Kontoyianni Maria
Department of Pharmaceutical Sciences, School of Pharmacy, Southern Illinois University Edwardsville, 220 University Park Drive, Edwardsville, IL, 62025, USA.
Methods Mol Biol. 2017;1647:255-266. doi: 10.1007/978-1-4939-7201-2_18.
Stages in a typical drug discovery organization include target selection, hit identification, lead optimization, preclinical and clinical studies. Hit identification and lead optimization are very much intertwined with computational modeling. Structure-based virtual screening (VS) has been a staple for more than a decade now in drug discovery with its underlying computational technique, docking, extensively studied. Depending on the objective, the parameters for VS may change, but the overall protocol is very straightforward. The idea behind VS is that a library of small compounds are docked into the binding pocket of a protein (e.g., receptor, enzyme), a number of solutions per molecule, among the top-ranked, are being returned, and a choice is made on the fraction of compounds to be moved forward for testing toward hit identification. The underlying principle of VS is that it differentiates between active and inactive compounds, thus reducing the number of molecules moving forward and possibly offering a complementary tool to high-throughput screening (HTS). Best practices in library selection, target preparation and refinement, criteria in selecting the most appropriate docking/scoring scheme, and a step-wise approach in performing Glide VS are discussed.
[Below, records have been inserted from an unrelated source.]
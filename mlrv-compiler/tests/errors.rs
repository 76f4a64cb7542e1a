use mlrv_compiler::{compile, eval_source, CompileError};

// ── Lexical ──────────────────────────────────────────────────────────────

#[test]
fn stray_character_is_a_lexical_error() {
    let err = compile("1 + $").unwrap_err();
    assert!(matches!(err, CompileError::Lexical(_)));
    assert!(err.to_string().contains('$'), "got: {err}");
}

// ── Parse ────────────────────────────────────────────────────────────────

#[test]
fn missing_operand_is_a_parse_error() {
    let err = compile("1 +").unwrap_err();
    assert!(matches!(err, CompileError::Parse { .. }));
}

#[test]
fn parse_errors_carry_line_and_column() {
    let err = compile("let v <- 1 in\nv +\nend").unwrap_err();
    match err {
        CompileError::Parse { line, .. } => assert_eq!(line, 3),
        other => panic!("expected parse error, got {other}"),
    }
}

#[test]
fn let_without_in_is_rejected() {
    let err = compile("let v <- 1 v end").unwrap_err();
    assert!(err.to_string().contains("expected 'in'"), "got: {err}");
}

// ── Type ─────────────────────────────────────────────────────────────────

#[test]
fn adding_a_boolean_is_a_type_error() {
    let err = compile("1 + true").unwrap_err();
    assert!(matches!(err, CompileError::Type(_)));
    assert!(err.to_string().contains("expected int"), "got: {err}");
}

#[test]
fn branching_on_an_integer_is_a_type_error() {
    let err = compile("if 1 then 2 else 3").unwrap_err();
    assert!(matches!(err, CompileError::Type(_)));
}

#[test]
fn unbound_variable_is_a_type_error() {
    let err = compile("x + 1").unwrap_err();
    assert!(err.to_string().contains("undefined variable 'x'"), "got: {err}");
}

#[test]
fn mismatched_if_arms_are_a_type_error() {
    let err = compile("if true then 1 else false").unwrap_err();
    assert!(err.to_string().contains("branches disagree"), "got: {err}");
}

// ── Evaluation ───────────────────────────────────────────────────────────

#[test]
fn interpreter_reports_division_by_zero() {
    let err = eval_source("1 / 0").unwrap_err();
    assert!(matches!(err, CompileError::Eval(_)));
    assert!(err.to_string().contains("division by zero"), "got: {err}");
}

#[test]
fn type_checking_runs_before_evaluation() {
    // Even though the right arm never evaluates, it must still type-check.
    let err = eval_source("if true then 1 else false").unwrap_err();
    assert!(matches!(err, CompileError::Type(_)));
}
一个典型的药物研发机构的阶段包括靶点选择、活性筛选、先导化合物优化、临床前和临床研究。活性筛选和先导化合物优化与计算建模密切相关。基于结构的虚拟筛选(VS)十多年来一直是药物研发的主要手段,其基础计算技术——对接,已得到广泛研究。根据目标不同,虚拟筛选的参数可能会改变,但总体流程非常简单。虚拟筛选背后的理念是,将一个小分子化合物库对接至蛋白质(如受体、酶)的结合口袋中,每个分子返回多个排名靠前的解决方案,然后选择一部分化合物继续进行测试以进行活性筛选。虚拟筛选的基本原理是区分活性和非活性化合物,从而减少进入下一阶段的分子数量,并可能为高通量筛选(HTS)提供一种补充工具。文中讨论了库选择、靶点制备和优化、选择最合适对接/评分方案的标准以及执行Glide虚拟筛选的逐步方法。